By rendering TYK2 inactive, deucravacitinib prevents receptor-mediated activation and subsequent downstream signal transduction of key pro-inflammatory cytokines. Specifically, it blocks the intracellular signaling of IL-12, IL-23, and type I IFNs, thereby suppressing the activation of Th1 and Th17 cells and the subsequent production of inflammatory mediators that drive intestinal damage in IBD [1][2][5].
4. Structure-Activity Relationship (SAR)
The structural design of deucravacitinib is the foundation of its exceptional selectivity. The active catalytic (JH1) domain is highly conserved across all members of the JAK superfamily (JAK1, JAK2, JAK3, and TYK2), making it difficult for orthosteric inhibitors (which compete with ATP at the JH1 site) to achieve true selectivity [2][6]. In contrast, the regulatory pseudokinase (JH2) domain possesses unique structural features specific to TYK2 [2].
By specifically targeting the TYK2 JH2 domain, deucravacitinib achieves greater than 100-fold selectivity for TYK2 over JAK1 and JAK3, and greater than 2000-fold selectivity over JAK2 in cell-based assays [2][3]. This structural specificity ensures that deucravacitinib does not interfere with JAK1/2/3-dependent physiological processes, such as hematopoiesis or lipid metabolism, thereby avoiding the systemic toxicities (e.g., cytopenias, dyslipidemia) commonly seen with pan-JAK inhibitors [3][5].
5. Current Limitations
The primary limitation of deucravacitinib in the context of IBD is its failure to meet primary clinical efficacy endpoints in Phase 2 trials to date [1][3]. In both UC and CD trials, standard doses (e.g., 3 mg and 6 mg twice daily) did not demonstrate a statistically significant difference in clinical remission rates compared to placebo [1][4]. It is hypothesized that the doses utilized in these initial trials, which were based on efficacy in psoriasis, may have been suboptimal for intestinal inflammation. IBD typically requires higher doses of IL-23 pathway inhibitors to achieve mucosal healing compared to dermatological conditions [1]. Furthermore, the limited sample sizes in the higher-dose cohorts (e.g., 12 mg twice daily) restrict the statistical power needed to definitively confirm the observed endoscopic benefits [1].
6. Future Perspectives
Despite initial clinical setbacks, the mechanistic rationale for TYK2 inhibition in IBD remains strong. The observation that a higher dose (12 mg twice daily) induced endoscopic remission in 28% of patients suggests that deucravacitinib possesses therapeutic potential for IBD if the dosing regimen is optimized [1]. Future, larger-scale Phase 2b and Phase 3 clinical trials utilizing higher induction and maintenance doses are warranted to properly evaluate its efficacy in CD and UC [1].

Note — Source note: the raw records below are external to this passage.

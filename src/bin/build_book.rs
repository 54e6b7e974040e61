use anyhow::Result;
use clap::Parser;
use log::info;

use std::path::PathBuf;

use connect4_solver::{
    book_builder::{build, BookOptions},
    position::Position,
    BOOK_PATH,
};

/// Generates an opening book by solving every position up to a depth
#[derive(Parser, Debug)]
#[command(author, version, about, long_about = None)]
struct Args {
    /// Maximum number of moves of the stored positions
    #[arg(long, default_value_t = 8)]
    depth: u8,

    /// Base 2 log of the number of book entries
    #[arg(long, default_value_t = 23)]
    log_size: u8,

    /// Bytes of each position key kept in the book (1, 2 or 4)
    #[arg(long, default_value_t = 2)]
    key_bytes: u8,

    /// Base 2 log of the transposition table size of each worker thread
    #[arg(long, default_value_t = 22)]
    table_log_size: u32,

    /// Only include positions following this move sequence
    #[arg(long, default_value = "")]
    root: String,

    /// Output file
    #[arg(short, long, default_value = BOOK_PATH)]
    output: PathBuf,
}

fn main() -> Result<()> {
    env_logger::Builder::from_env(env_logger::Env::default().default_filter_or("info")).init();
    let args = Args::parse();

    let options = BookOptions {
        root: Position::from_moves(&args.root)?,
        depth: args.depth,
        partial_key_bytes: args.key_bytes,
        log_size: args.log_size,
        table_log_size: args.table_log_size,
    };
    let book = build(&options)?;

    book.save(&args.output)?;
    info!(
        "wrote {} entries of depth {} to {}",
        book.size(),
        book.depth(),
        args.output.display()
    );
    Ok(())
}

Additionally, deucravacitinib's outstanding safety profile—particularly its lack of black-box warnings and its demonstrated ability to lower the risk of VTE and MACE in IBD patients—positions it as a highly desirable alternative to existing JAK inhibitors [9]. It holds significant promise as a safer, targeted oral therapy, especially for elderly IBD patients or those with pre-existing cardiovascular risk factors who cannot tolerate pan-JAK inhibitors [1][9].